I don't know if this is a common/best practice, but it's another point of view of the matter.

If you have, let's say, a date, you can treat each field as a "category variable" instead a "continuous variable". The day would have a value in the set {1, 2... ,31}, the month would have a value in {1,...,12} and, for the year, you choose a minimum and a maximum value and build a set.

Then, as the specific numeric values of days, months and years might not be useful for finding trends in the data, use a binary representation to encode the numeric values, being each bit a feature. For example, month 5 would be 0 0 0 0 1 0 0 0 0 0 0 0 (11 0's an a 1 in 5th position, each bit being a feature).

So, having, for example, 10 years in the "year's set", a date would be transformed into a vector of 43 features (= 31 + 12 + 10). Using "sparse vectors", the amount of features shouldn't be a problem.

Something similar could be done for time data, day of the week, day of the month...

It all depends of the question you want your machine learning model to answer.

This fails to capture relationships that probably exist, like, that the 14th and 15th of the month are 'similar'. To the extent that you believe that every day is literally different, you also believe that prediction about tomorrow is not possible. It's also not necessary to one-hot encode categoricals, not necessarily.Sean Owen 2017-03-02T19:07:51.373

I can't see why it fails capturing the "proximity" of near dates. If you, for example, feed the binary vector to a NN it'll figure it out itself after proper training. Using binary vectors is only one way of representing categories.Paco Barter 2017-03-02T23:33:29.960

In this instance, you effectively have columns like "is_12th" and "is_13th" which are, in the input space, unrelated, and unrelated to "is_1st", etc. As a continuous feature, it would correctly capture that the 12th and 13th are in some sense closer than 1st and 12th are. You are appealing to what a model might infer, but, I am talking about what the input features encode.Sean Owen 2017-03-03T13:18:41.770

Ok, I see. You're right, a continuos feature better captures the "proximity" quality of dates. My point is that there might be trends in the data for what the numeric values of dates are irrelevant (for example, a certain pattern of customer purchasing only in saturdays). Hence offering another point of view for dealing with dates.Paco Barter 2017-03-03T18:03:50.773

0

Depending on what you are interested in with the date/time info, you might just want to bin it. For e.g., if you are interested in distance from a starting point (e.g., Jan 1, 2015), and you want to measure it in months, I would just code it as month 1 (for Jan 1-31, 2015), 2 (Feb 1-28, 2015), 3, 4, 5, 6, etc. Since the distance between the start dates are approximately the same, this represents time distance in a straightforward continuous format. And I say continuous because you can say month 6.5 and know that it is half-way through June, 2015. Then you don't have to worry about actual date coding and you can use all your typical classification methods.

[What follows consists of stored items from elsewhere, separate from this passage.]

// FICHIER : src-api/src/api/response.rs

//! Corps JSON des réponses et conversion `AppError -> réponse HTTP`.

use crate::collections::CollectionName;
use crate::utils::prelude::*;
use axum::http::StatusCode;
use axum::response::{IntoResponse, Response};
use axum::Json;

/// `GET` : tableau nu, sauf `products` qui est enveloppé.
pub fn listing(collection: CollectionName, records: Vec<Value>) -> Value {
    if collection.wraps_listing() {
        let mut body = Map::new();
        body.insert("success".to_string(), Value::Bool(true));
        body.insert(collection.as_str().to_string(), Value::Array(records));
        Value::Object(body)
    } else {
        Value::Array(records)
    }
}

pub fn created(collection: CollectionName, record: Value) -> Value {
    json!({
        "success": true,
        "message": collection.created_message(),
        "data": record,
    })
}

pub fn deleted(collection: CollectionName) -> Value {
    json!({
        "success": true,
        "message": collection.deleted_message(),
    })
}

pub fn status_code(err: &AppError) -> StatusCode {
    match err {
        AppError::InvalidPath(_) | AppError::BadRequest(_) => StatusCode::BAD_REQUEST,
        AppError::UnknownCollection(_) | AppError::NotFound(_) => StatusCode::NOT_FOUND,
        AppError::MethodNotAllowed(_) => StatusCode::METHOD_NOT_ALLOWED,
        AppError::Structured(_)
        | AppError::Config(_)
        | AppError::Io(_)
        | AppError::Serialization(_) => StatusCode::INTERNAL_SERVER_ERROR,
    }
}

/// Message renvoyé à l'appelant (le texte interne reste dans les logs).
pub fn client_message(err: &AppError) -> String {
    match err {
        AppError::InvalidPath(_) => "Invalid API path".to_string(),
        AppError::UnknownCollection(name) => format!("Unknown collection '{}'", name),
        AppError::BadRequest(msg) | AppError::NotFound(msg) => msg.clone(),
        AppError::MethodNotAllowed(_) => "Method not allowed".to_string(),
        _ => "Internal server error".to_string(),
    }
}

/// Erreur prête à être renvoyée par un handler.
#[derive(Debug)]
pub struct ApiError {
    inner: AppError,
    expose_detail: bool,
}

impl ApiError {
    /// `expose_detail` : ajoute le champ `error` aux pannes serveur (hors production).
    pub fn new(inner: AppError, expose_detail: bool) -> Self {
        Self {
            inner,
            expose_detail,
        }
    }

    pub fn body(&self) -> Value {
        let mut body = json!({
            "success": false,
            "message": client_message(&self.inner),
        });
        if self.expose_detail && !self.inner.is_client_error() {
            body["error"] = Value::String(self.inner.to_string());
        }
        body
    }
}

impl IntoResponse for ApiError {
    fn into_response(self) -> Response {
        let status = status_code(&self.inner);
        if status.is_server_error() {
            error!(status = status.as_u16(), "{}", self.inner);
        } else {
            warn!(status = status.as_u16(), "{}", self.inner);
        }
        (status, Json(self.body())).into_response()
    }
}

If you want to measure in days, I know MySql has a 'to_days' function, if you happen to use that to pull data prior to classification. Python probably has something similar, or use the unix-time format suggested by mork.

Hope this helps!

0

Ben is talking about the static features, and make use of the timestamp features.

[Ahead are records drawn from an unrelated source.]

use clap::{Parser, Subcommand};

mod commands;

use vitrine::{
    store::CollectionStore,
    user_error,
    utils::{context, prelude::*},
};

#[derive(Parser)]
#[command(name = "vitrine-cli")]
#[command(about = "Administration des collections du site vitrine", long_about = None)]
#[command(version)]
struct Cli {
    #[command(subcommand)]
    command: Commands,
}

#[derive(Subcommand, Clone)]
enum Commands {
    /// Liste les collections reconnues par l'API
    Collections,

    /// Affiche les enregistrements d'une collection (JSON)
    List { collection: String },

    /// Ajoute un enregistrement (`--data '{...}'` ou `--data @fichier.json`)
    Create {
        collection: String,
        #[arg(long)]
        data: String,
    },

    /// Supprime un enregistrement par identifiant
    Delete {
        collection: String,
        #[arg(long)]
        id: i64,
    },
}

#[tokio::main]
async fn main() -> anyhow::Result<()> {
    // 1. Configuration (CRITIQUE)
    let config = match AppConfig::from_env() {
        Ok(c) => c,
        Err(e) => {
            eprintln!("❌ CRITICAL ERROR: Impossible d'initialiser la configuration.");
            eprintln!("   Détails : {}", e);
            std::process::exit(1);
        }
    };

    // 2. Logger
    context::init_logging(&config.log);

    // 3. Parsing & Dispatch
    let cli = Cli::parse();
    if let Err(e) = execute_command(cli.command, &config).await {
        user_error!("{}", e);
        std::process::exit(1);
    }

    tracing::debug!("Fin de l'exécution du CLI");
    Ok(())
}

async fn execute_command(cmd: Commands, config: &AppConfig) -> anyhow::Result<()> {
    if let Commands::Collections = cmd {
        return commands::collections::print_names();
    }

    let store = CollectionStore::open(config)?;
    match cmd {
        Commands::Collections => Ok(()),
        Commands::List { collection } => commands::collections::list(&store, &collection).await,
        Commands::Create { collection, data } => {
            commands::collections::create(&store, &collection, &data).await
        }
        Commands::Delete { collection, id } => {
            commands::collections::delete(&store, &collection, id).await
        }
    }
}
use vitrine::{
    collections::{CollectionName, CollectionsManager},
    store::CollectionStore,
    user_success,
    utils::{
        fs::{self, Path},
        json,
        prelude::*,
    },
};

pub fn print_names() -> anyhow::Result<()> {
    let names: Vec<&str> = CollectionName::ALL.iter().map(|c| c.as_str()).collect();
    println!("{}", json::stringify_pretty(&names)?);
    Ok(())
}

pub async fn list(store: &CollectionStore, collection: &str) -> anyhow::Result<()> {
    let name: CollectionName = collection.parse()?;
    let records = CollectionsManager::new(store).list(name).await?;
    println!("{}", json::stringify_pretty(&records)?);
    Ok(())
}

pub async fn create(store: &CollectionStore, collection: &str, data: &str) -> anyhow::Result<()> {
    let name: CollectionName = collection.parse()?;
    let payload = parse_data(data).await?;
    let record = CollectionsManager::new(store).create(name, payload).await?;

    user_success!("{} (id {})", name.created_message(), record["id"]);
    println!("{}", json::stringify_pretty(&record)?);
    Ok(())
}

pub async fn delete(store: &CollectionStore, collection: &str, id: i64) -> anyhow::Result<()> {
    let name: CollectionName = collection.parse()?;
    CollectionsManager::new(store).delete(name, id).await?;
    user_success!("{} (id {})", name.deleted_message(), id);
    Ok(())
}

/// JSON en ligne, ou contenu d'un fichier si la valeur commence par `@`.
async fn parse_data(data: &str) -> VitrineResult<Value> {
    let Some(file) = data.strip_prefix('@') else {
        return json::parse(data);
    };
    match fs::read_to_string_opt(Path::new(file)).await? {
        Some(content) => json::parse(&content),
        None => Err(AppError::BadRequest(format!("Fichier introuvable : {}", file))),
    }
}
// FICHIER : src-api/tests/api_suite/cors.rs

use crate::{init_test_env, read_json};
use axum::body::Body;
use axum::http::{Method, Request};
use tower::ServiceExt;

fn assert_cors_headers(headers: &axum::http::HeaderMap) {
    assert_eq!(headers["access-control-allow-origin"], "*");
    assert_eq!(
        headers["access-control-allow-methods"],
        "GET, POST, DELETE, OPTIONS"
    );
    assert_eq!(headers["access-control-allow-headers"], "Content-Type");
}

#[tokio::test]
async fn every_response_carries_cors_headers() {
    let env = init_test_env();

    let ok = env.call(Method::GET, "/api/faqs", None).await;
    assert_eq!(ok.status(), 200);
    assert_cors_headers(ok.headers());

    let not_found = env.call(Method::GET, "/api/blog", None).await;
    assert_eq!(not_found.status(), 404);
    assert_cors_headers(not_found.headers());
}

#[tokio::test]
async fn plain_options_is_200_empty() {
    let env = init_test_env();
    let response = env.call(Method::OPTIONS, "/api/products", None).await;
    assert_eq!(response.status(), 200);
    assert_cors_headers(response.headers());
    assert!(read_json(response).await.is_null());
}

#[tokio::test]
async fn browser_preflight_is_200() {
    let env = init_test_env();
    let request = Request::builder()
        .method(Method::OPTIONS)
        .uri("/api/contacts")
        .header("origin", "https://exemple.fr")
        .header("access-control-request-method", "POST")
        .header("access-control-request-headers", "content-type")
        .body(Body::empty())
        .unwrap();

    let response = env.app.clone().oneshot(request).await.unwrap();
    assert_eq!(response.status(), 200);
    assert_cors_headers(response.headers());
}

As an extension, i will introduce the lag features, I am not talking the raw time series, but the aggregates on it.

The most mystical part is that the future value is unseen for us, how can we use that aggregate features in the training data?

A little example: There is yearly electric consumption data from 1991 to 2015, I want predict the electric consumption in the future 5 years, 2016 to 2020. I will calculate the last 5 years moving average of electric consumption as the 2020's feature values, but the 2016 to 2020 is unknown for us, so we leading (opposite the lagging) the time series 5 years, lets do the moving average on 2010 to 2015, then use this value as 2020's feature values. So, we can construct the future 5 years' feature data.

The next step is just using the moving function (count\mean\median\min\max.etc) and try different windows, then you will construct lots of features!